Login response token embeds full User row (password hash and totpSecret)

Line 33 executes SELECT * FROM Users WHERE …, so authenticatedUser includes every column on the Users table: password (MD5 hash, per models/user.ts:74-79) and totpSecret (per models/user.ts:113-116). The result is wrapped via utils.queryResultToJson (just { status, data }) and passed unchanged to afterLogin → security.authorize(user) (routes/login.ts:22).

export const authorize = (user = {}) => jwt.sign(user, privateKey, { expiresIn: '6h', algorithm: 'RS256' })

lib/insecurity.ts:56 — jwt.sign only signs, it does not encrypt. The full data object (password hash, totpSecret, role, etc.) is base64-encoded inside the JWT body and returned in the response as { authentication: { token, … } }. Anyone with the token (the user, anyone who intercepts it, anyone who acquires it via XSS or a related leak) can atob the middle segment and read data.password and data.totpSecret.

There is no Sequelize defaultScope exclusion, no DTO/allowlist, and no toJSON override stripping these fields before they reach security.authorize.

Login normally:

POST /rest/user/login {"email":"jim@…","password":"…"}
→ {"authentication":{"token":"eyJhbGciOi…","bid":…,"umail":"jim@…"}}

Decode segment 2 of the JWT: echo eyJ…payload… | base64 -d reveals "data":{"id":…, "email":"…", "password":"<md5_hash>", "totpSecret":"…", "role":"…", …}.
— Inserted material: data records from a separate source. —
//! Domain layer containing business entities and logic.
//!
//! # Architecture
//!
//! - [`entities`] - Core data structures (rules, log entries, redirect actions)
//! - [`repositories`] - Data access trait definitions
//! - [`conflict`] - Advisory conflict classification of candidate rules
//!
//! # Request Flow
//!
//! 1. HTTP handler extracts `(domain, path)` from the request
//! 2. [`crate::application::services::RedirectService`] resolves the rule
//! 3. A [`entities::RedirectAction`] decides the response
//! 4. An [`entities::AccessLogEntry`] is queued for the background log worker

pub mod conflict;
pub mod entities;
pub mod repositories;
Every successful login leaks the user's stored password hash (suitable for offline cracking — MD5 is trivial) and their TOTP shared secret, defeating 2FA for that account. A token intercepted in transit or via a cross-site leak yields both factors in one shot.

The code on line 33 uses SELECT * to retrieve the full Users row, wraps it via utils.queryResultToJson, and passes the resulting user object directly to security.authorize(user) which calls jwt.sign — JWTs are signed not encrypted, so the payload (including password MD5 hash and totpSecret) is base64-encoded and readable by any token holder. The token is then returned to the client in the JSON response (res.json({ authentication: { token, ... } })). No field filtering, DTO, or scope exclusion is applied before signing. The exploit chain is straightforward and reachable from an unauthenticated login.

The vulnerable sink is the public /rest/user/login HTTP endpoint (AV:N), reachable with a normal login request and no special preconditions (AC:L). To obtain a token containing the sensitive fields the attacker must present valid credentials (PR:L) — the SELECT * FROM Users on line 33 only returns a row after email+password match — but no victim action is needed (UI:N) and the disclosure stays within the application's own trust boundary (S:U). Confidentiality is High because the JWT body returned in { authentication: { token } } is merely base64-encoded (jwt.sign does not encrypt, per lib/insecurity.ts:56) and fully exposes data.password (MD5 hash, crackable offline) and data.totpSecret (defeats 2FA), plus role and other columns; any subsequent token leak (XSS, logs, referer, interception) hands an attacker both auth factors. There is no write path or service-disruption path through this sink, so Integrity and Availability are None.